RECORDS FOR THIS EXERCISE:
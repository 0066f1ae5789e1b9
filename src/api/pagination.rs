//! Offset pagination and infinite-scroll accumulation for list routes.

// self
use crate::_prelude::*;

/// Page size used by the list routes unless a caller picks another.
pub const DEFAULT_PAGE_SIZE: u32 = 10;

/// A 1-based page position and its size.
#[derive(Clone, Copy, Debug, PartialEq, Eq, Hash)]
pub struct PageCursor {
	page: u32,
	size: u32,
}
impl PageCursor {
	/// Creates a cursor; zero page numbers and sizes are raised to one.
	pub fn new(page: u32, size: u32) -> Self {
		Self { page: page.max(1), size: size.max(1) }
	}

	/// First page of `size` items.
	pub fn first(size: u32) -> Self {
		Self::new(1, size)
	}

	/// 1-based page number.
	pub fn page(self) -> u32 {
		self.page
	}

	/// Items per page.
	pub fn size(self) -> u32 {
		self.size
	}

	/// Offset of the first item: `(page - 1) * size`.
	pub fn start(self) -> u64 {
		u64::from(self.page - 1) * u64::from(self.size)
	}

	/// The following page.
	pub fn next(self) -> Self {
		Self { page: self.page.saturating_add(1), size: self.size }
	}

	/// Appends `start` and `limit` query parameters to `path`.
	pub fn apply(self, path: &str) -> String {
		format!("{path}?start={}&limit={}", self.start(), self.size)
	}
}
impl Default for PageCursor {
	fn default() -> Self {
		Self::first(DEFAULT_PAGE_SIZE)
	}
}

/// `ceil(total / size)`, the page count implied by a total item count.
pub fn total_pages(total: u64, size: u32) -> u32 {
	let size = u64::from(size.max(1));

	u32::try_from(total.div_ceil(size)).unwrap_or(u32::MAX)
}

/// One fetched page of a list route.
#[derive(Clone, Debug, PartialEq)]
pub struct Page<T> {
	/// Items on this page, in backend order.
	pub items: Vec<T>,
	/// Cursor the page was fetched with.
	pub cursor: PageCursor,
	/// Total number of pages reported or implied by the backend.
	pub total_pages: u32,
}
impl<T> Page<T> {
	/// Whether a later page exists.
	pub fn has_more(&self) -> bool {
		self.cursor.page() < self.total_pages
	}

	/// Cursor for the following page, if any.
	pub fn next_cursor(&self) -> Option<PageCursor> {
		self.has_more().then(|| self.cursor.next())
	}
}

/// Items that carry a stable backend identifier.
pub trait Identified {
	/// Identifier used to drop duplicates across pages.
	fn id(&self) -> &str;
}

/// Items accumulated across pages, de-duplicated by id.
///
/// A duplicate keeps the position of its first appearance and takes the newest value, so a
/// row that shifts between pages while the list grows is neither lost nor shown twice.
#[derive(Clone, Debug)]
pub struct Paged<T> {
	items: Vec<T>,
	positions: HashMap<String, usize>,
	next: Option<PageCursor>,
	total_pages: u32,
}
impl<T> Paged<T>
where
	T: Identified,
{
	/// Starts an empty accumulation that will fetch `first` next.
	pub fn new(first: PageCursor) -> Self {
		Self { items: Vec::new(), positions: HashMap::new(), next: Some(first), total_pages: 0 }
	}

	/// Folds a fetched page into the accumulation.
	pub fn extend(&mut self, page: Page<T>) {
		self.total_pages = page.total_pages;
		self.next = page.next_cursor();

		for item in page.items {
			let seen = self.positions.get(item.id()).copied();

			match seen {
				Some(index) => self.items[index] = item,
				None => {
					self.positions.insert(item.id().to_owned(), self.items.len());
					self.items.push(item);
				},
			}
		}
	}

	/// Cursor to fetch next; `None` once the last page has been folded in.
	pub fn next_cursor(&self) -> Option<PageCursor> {
		self.next
	}

	/// Whether more pages remain.
	pub fn has_more(&self) -> bool {
		self.next.is_some()
	}

	/// Total page count last reported by the backend.
	pub fn total_pages(&self) -> u32 {
		self.total_pages
	}

	/// Accumulated items.
	pub fn items(&self) -> &[T] {
		&self.items
	}

	/// Consumes the accumulation.
	pub fn into_items(self) -> Vec<T> {
		self.items
	}
}
impl<T> Default for Paged<T>
where
	T: Identified,
{
	fn default() -> Self {
		Self::new(PageCursor::default())
	}
}
//! Job-board filtering.

// std
use std::collections::BTreeSet;
// self
use crate::{_prelude::*, api::models::Job};

/// Fraction of a job's gross payout that reaches the worker.
pub const WORKER_PAYOUT_SHARE: f64 = 0.3;

impl Job {
	/// Country codes the job is open to, trimmed, blanks dropped.
	pub fn countries(&self) -> impl Iterator<Item = &str> {
		self.country_codes.split(';').map(str::trim).filter(|code| !code.is_empty())
	}

	/// The worker's share of the gross payout; a missing payout counts as zero.
	pub fn worker_payout(&self) -> f64 {
		self.default_payout.map(|amount| amount.value()).unwrap_or_default() * WORKER_PAYOUT_SHARE
	}
}

/// Inclusive bounds on [`Job::worker_payout`].
#[derive(Clone, Copy, Debug, PartialEq)]
pub struct PayoutRange {
	/// Lower bound.
	pub min: f64,
	/// Upper bound.
	pub max: f64,
}
impl PayoutRange {
	/// Creates a range.
	pub const fn new(min: f64, max: f64) -> Self {
		Self { min, max }
	}

	/// Whether `payout` lies within the bounds.
	pub fn contains(&self, payout: f64) -> bool {
		payout >= self.min && payout <= self.max
	}
}
impl FromStr for PayoutRange {
	type Err = InvalidPayoutRange;

	/// Parses `min-max`, e.g. `5-8`.
	fn from_str(s: &str) -> Result<Self, Self::Err> {
		let invalid = || InvalidPayoutRange(s.to_owned());
		let (min, max) = s.split_once('-').ok_or_else(invalid)?;
		let min = min.trim().parse().map_err(|_| invalid())?;
		let max = max.trim().parse().map_err(|_| invalid())?;

		Ok(Self { min, max })
	}
}

/// Error returned for payout ranges that are not `min-max`.
#[derive(Clone, Debug, PartialEq, Eq, ThisError)]
#[error("Payout range `{0}` is not of the form `min-max`.")]
pub struct InvalidPayoutRange(pub String);

/// Criteria for narrowing a job list; unset criteria match everything.
#[derive(Clone, Debug, Default, PartialEq)]
pub struct JobFilter {
	/// Case-insensitive substring of the name or description.
	pub search: String,
	/// Country code, compared case-insensitively.
	pub country: Option<String>,
	/// Category, compared case-insensitively.
	pub category: Option<String>,
	/// Inclusive bounds on the worker payout.
	pub payout: Option<PayoutRange>,
}
impl JobFilter {
	/// Sets the search term.
	pub fn search(mut self, term: impl Into<String>) -> Self {
		self.search = term.into();

		self
	}

	/// Restricts to one country.
	pub fn country(mut self, code: impl Into<String>) -> Self {
		self.country = Some(code.into());

		self
	}

	/// Restricts to one category.
	pub fn category(mut self, category: impl Into<String>) -> Self {
		self.category = Some(category.into());

		self
	}

	/// Restricts the worker payout.
	pub fn payout(mut self, range: PayoutRange) -> Self {
		self.payout = Some(range);

		self
	}

	/// Whether `job` satisfies every set criterion.
	pub fn matches(&self, job: &Job) -> bool {
		let term = self.search.to_lowercase();
		let search_ok = job.name.to_lowercase().contains(&term)
			|| job.description.to_lowercase().contains(&term);
		let country_ok = self.country.as_deref().filter(|code| !code.is_empty()).is_none_or(|code| {
			job.countries().any(|candidate| candidate.eq_ignore_ascii_case(code))
		});
		let category_ok = self
			.category
			.as_deref()
			.filter(|category| !category.is_empty())
			.is_none_or(|category| job.category.to_lowercase() == category.to_lowercase());
		let payout_ok = self.payout.is_none_or(|range| range.contains(job.worker_payout()));

		search_ok && country_ok && category_ok && payout_ok
	}

	/// Jobs satisfying the filter, in input order.
	pub fn apply<'a>(&self, jobs: &'a [Job]) -> Vec<&'a Job> {
		jobs.iter().filter(|job| self.matches(job)).collect()
	}
}

/// Distinct, sorted country codes across `jobs`.
pub fn job_countries(jobs: &[Job]) -> Vec<String> {
	jobs.iter()
		.flat_map(|job| job.countries())
		.map(str::to_owned)
		.collect::<BTreeSet<_>>()
		.into_iter()
		.collect()
}

/// Distinct, sorted, trimmed categories across `jobs`; blank categories are skipped.
pub fn job_categories(jobs: &[Job]) -> Vec<String> {
	jobs.iter()
		.map(|job| job.category.trim())
		.filter(|category| !category.is_empty())
		.map(str::to_owned)
		.collect::<BTreeSet<_>>()
		.into_iter()
		.collect()
}
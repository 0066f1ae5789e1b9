//! Async GigPesa API client with bearer credentials, single-flight token refresh, TTL-cached
//! reads, and typed bindings for the GigPesa backend routes.

#![deny(clippy::all, missing_docs, unused_crate_dependencies)]

pub mod api;
pub mod auth;
pub mod cache;
pub mod client;
pub mod config;
pub mod error;
pub mod http;
pub mod obs;
pub mod store;
#[cfg(all(any(test, feature = "test"), feature = "reqwest"))]
pub mod _preludet {
	//! Convenience re-exports and helpers for integration tests; enabled via `cfg(test)` or the
	//! `test` crate feature.

	pub use crate::_prelude::*;

	// self
	use crate::{
		client::ApiClient,
		config::ClientConfig,
		http::ReqwestTransport,
		store::{CredentialStore, MemoryStore},
	};

	/// Client type alias used by reqwest-backed integration tests.
	pub type ReqwestTestClient = ApiClient<ReqwestTransport>;

	/// Builds a cookie-aware reqwest transport that accepts the self-signed certificates
	/// produced by `httpmock` during tests.
	pub fn test_reqwest_transport() -> ReqwestTransport {
		let client = ReqwestClient::builder()
			.cookie_store(true)
			.danger_accept_invalid_certs(true)
			.danger_accept_invalid_hostnames(true)
			.build()
			.expect("Failed to build insecure Reqwest client for tests.");

		ReqwestTransport::with_client(client)
	}

	/// Constructs an [`ApiClient`] pointed at `base_url`, backed by an in-memory credential
	/// store and the reqwest transport used across integration tests.
	pub fn build_reqwest_test_client(base_url: &str) -> (ReqwestTestClient, Arc<MemoryStore>) {
		let store_backend = Arc::new(MemoryStore::default());
		let store: Arc<dyn CredentialStore> = store_backend.clone();
		let config = ClientConfig::builder()
			.base_url(Url::parse(base_url).expect("Mock server URL should parse."))
			.build()
			.expect("Test client configuration should be valid.");
		let client = ApiClient::with_transport(config, store, test_reqwest_transport());

		(client, store_backend)
	}
}

mod _prelude {
	pub use std::{
		collections::HashMap,
		error::Error as StdError,
		fmt::{Debug, Display, Formatter, Result as FmtResult},
		future::Future,
		pin::Pin,
		str::FromStr,
		sync::Arc,
		time::{Duration, Instant},
	};

	pub use async_lock::Mutex as AsyncMutex;
	pub use parking_lot::{Mutex, RwLock};
	#[cfg(feature = "reqwest")]
	pub use reqwest::{Client as ReqwestClient, Error as ReqwestError};
	pub use serde::{Deserialize, Serialize, de::DeserializeOwned};
	pub use serde_json::Value;
	pub use thiserror::Error as ThisError;
	pub use time::OffsetDateTime;
	pub use url::Url;

	pub use crate::error::{Error, Result};
}

#[cfg(feature = "reqwest")] pub use reqwest;
pub use url;
#[cfg(all(test, feature = "reqwest"))] use {color_eyre as _, httpmock as _};
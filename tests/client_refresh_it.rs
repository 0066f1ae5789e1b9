#![cfg(all(feature = "reqwest", feature = "test"))]

// crates.io
use httpmock::prelude::*;
// self
use gigpesa_client::{
	_preludet::*,
	auth::CredentialKey,
	http::HttpMethod,
	store::{CredentialStore, MemoryStore},
};

async fn stored_token(store: &MemoryStore) -> Option<String> {
	store
		.load(&CredentialKey::default())
		.await
		.expect("Memory store load should succeed.")
		.map(|token| token.expose().to_owned())
}

#[tokio::test]
async fn unauthorized_call_refreshes_then_retries_once() {
	let server = MockServer::start_async().await;
	let (client, store) = build_reqwest_test_client(&server.base_url());

	client.sign_in("stale").await.expect("Seeding the credential should succeed.");

	let rejected = server
		.mock_async(|when, then| {
			when.method(GET).path("/api/user/profile").header("authorization", "Bearer stale");
			then.status(401).header("content-type", "application/json").body("{}");
		})
		.await;
	let refresh = server
		.mock_async(|when, then| {
			when.method(POST).path("/auth/refresh").header_missing("authorization");
			then.status(200)
				.header("content-type", "application/json")
				.body(r#"{"access_token":"fresh"}"#);
		})
		.await;
	let accepted = server
		.mock_async(|when, then| {
			when.method(GET).path("/api/user/profile").header("authorization", "Bearer fresh");
			then.status(200)
				.header("content-type", "application/json")
				.body(r#"{"id":"u-1","name":"Ann"}"#);
		})
		.await;
	let payload = client
		.request("/api/user/profile", HttpMethod::Get, None)
		.await
		.expect("Refreshed retry should succeed.");

	rejected.assert_calls_async(1).await;
	refresh.assert_calls_async(1).await;
	accepted.assert_calls_async(1).await;

	assert_eq!(payload.as_json().and_then(|body| body["name"].as_str()), Some("Ann"));
	assert_eq!(stored_token(&store).await.as_deref(), Some("fresh"));
	assert_eq!(client.refresh_metrics.attempts(), 1);
	assert_eq!(client.refresh_metrics.successes(), 1);
}

#[tokio::test]
async fn concurrent_unauthorized_calls_share_one_refresh() {
	let server = MockServer::start_async().await;
	let (client, _) = build_reqwest_test_client(&server.base_url());

	client.sign_in("stale").await.expect("Seeding the credential should succeed.");

	let rejected = server
		.mock_async(|when, then| {
			when.method(GET).path("/api/jobs").header("authorization", "Bearer stale");
			then.status(401).body("");
		})
		.await;
	let refresh = server
		.mock_async(|when, then| {
			when.method(POST).path("/auth/refresh");
			then.status(200)
				.header("content-type", "application/json")
				.delay(Duration::from_millis(100))
				.body(r#"{"access_token":"fresh"}"#);
		})
		.await;
	let accepted = server
		.mock_async(|when, then| {
			when.method(GET).path("/api/jobs").header("authorization", "Bearer fresh");
			then.status(200).header("content-type", "application/json").body(r#"{"jobs":[]}"#);
		})
		.await;
	let (a, b, c) = tokio::join!(
		client.request("/api/jobs", HttpMethod::Get, None),
		client.request("/api/jobs", HttpMethod::Get, None),
		client.request("/api/jobs", HttpMethod::Get, None),
	);

	a.expect("First concurrent call should succeed.");
	b.expect("Second concurrent call should succeed.");
	c.expect("Third concurrent call should succeed.");
	refresh.assert_calls_async(1).await;
	rejected.assert_calls_async(3).await;
	accepted.assert_calls_async(3).await;

	assert_eq!(client.refresh_metrics.attempts(), 1);
	assert_eq!(client.refresh_metrics.coalesced(), 2);
}

#[tokio::test]
async fn failed_refresh_surfaces_unauthorized_and_can_be_retried_later() {
	let server = MockServer::start_async().await;
	let (client, store) = build_reqwest_test_client(&server.base_url());

	client.sign_in("stale").await.expect("Seeding the credential should succeed.");

	let rejected = server
		.mock_async(|when, then| {
			when.method(GET).path("/api/user/dashboard/summary");
			then.status(401).body("");
		})
		.await;
	let refresh = server
		.mock_async(|when, then| {
			when.method(POST).path("/auth/refresh");
			then.status(403).header("content-type", "application/json").body(r#"{"message":"no"}"#);
		})
		.await;

	for _ in 0..2 {
		let err = client
			.request("/api/user/dashboard/summary", HttpMethod::Get, None)
			.await
			.expect_err("A rejected refresh must fail the call.");

		assert!(err.is_unauthorized());
		assert_eq!(err.to_string(), "Unauthorized. Please sign in again.");
	}

	rejected.assert_calls_async(2).await;
	refresh.assert_calls_async(2).await;

	assert_eq!(stored_token(&store).await.as_deref(), Some("stale"));
	assert_eq!(client.refresh_metrics.failures(), 2);
}

#[tokio::test]
async fn refresh_without_access_token_is_a_failure() {
	let server = MockServer::start_async().await;
	let (client, _) = build_reqwest_test_client(&server.base_url());

	server
		.mock_async(|when, then| {
			when.method(GET).path("/api/user/profile");
			then.status(401).body("");
		})
		.await;
	server
		.mock_async(|when, then| {
			when.method(POST).path("/auth/refresh");
			then.status(200).header("content-type", "application/json").body(r#"{"ok":true}"#);
		})
		.await;

	let err = client
		.request("/api/user/profile", HttpMethod::Get, None)
		.await
		.expect_err("A refresh without a token must fail the call.");

	assert!(err.is_unauthorized());
}

#[tokio::test]
async fn second_unauthorized_response_is_not_retried_again() {
	let server = MockServer::start_async().await;
	let (client, _) = build_reqwest_test_client(&server.base_url());
	let rejected = server
		.mock_async(|when, then| {
			when.method(GET).path("/api/user/notifications");
			then.status(401).body("");
		})
		.await;
	let refresh = server
		.mock_async(|when, then| {
			when.method(POST).path("/auth/refresh");
			then.status(200)
				.header("content-type", "application/json")
				.body(r#"{"access_token":"fresh"}"#);
		})
		.await;
	let err = client
		.request("/api/user/notifications", HttpMethod::Get, None)
		.await
		.expect_err("A second 401 must fail the call.");

	assert!(err.is_unauthorized());

	rejected.assert_calls_async(2).await;
	refresh.assert_calls_async(1).await;
}

#[tokio::test]
async fn unauthorized_after_settled_failure_starts_a_fresh_refresh() {
	let server = MockServer::start_async().await;
	let (client, store) = build_reqwest_test_client(&server.base_url());

	client.sign_in("stale").await.expect("Seeding the credential should succeed.");

	server
		.mock_async(|when, then| {
			when.method(GET).path("/api/user/tasks/history").header("authorization", "Bearer stale");
			then.status(401).delay(Duration::from_millis(300)).body("");
		})
		.await;
	server
		.mock_async(|when, then| {
			when.method(GET).path("/api/jobs");
			then.status(401).body("");
		})
		.await;

	let history = server
		.mock_async(|when, then| {
			when.method(GET).path("/api/user/tasks/history").header("authorization", "Bearer fresh");
			then.status(200).header("content-type", "application/json").body(r#"{"taskHistory":[]}"#);
		})
		.await;
	let mut unavailable = server
		.mock_async(|when, then| {
			when.method(POST).path("/auth/refresh");
			then.status(503).body("");
		})
		.await;
	let slow = client.request("/api/user/tasks/history", HttpMethod::Get, None);
	let fast = async {
		let result = client.request("/api/jobs", HttpMethod::Get, None).await;

		unavailable.assert_calls_async(1).await;
		unavailable.delete_async().await;

		let recovered = server
			.mock_async(|when, then| {
				when.method(POST).path("/auth/refresh");
				then.status(200)
					.header("content-type", "application/json")
					.body(r#"{"access_token":"fresh"}"#);
			})
			.await;

		(result, recovered)
	};
	let (slow, (fast, recovered)) = tokio::join!(slow, fast);

	assert!(fast.expect_err("The failed refresh must fail its own caller.").is_unauthorized());

	slow.expect("A 401 landing after the failure settled must refresh again.");
	recovered.assert_calls_async(1).await;
	history.assert_calls_async(1).await;

	assert_eq!(stored_token(&store).await.as_deref(), Some("fresh"));
	assert_eq!(client.refresh_metrics.attempts(), 2);
	assert_eq!(client.refresh_metrics.failures(), 1);
}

EXERCISE BRIEF:
Each line of the data that contains "bounds" should be counted; please give only the number.

ANSWER FOR THIS EXERCISE:
3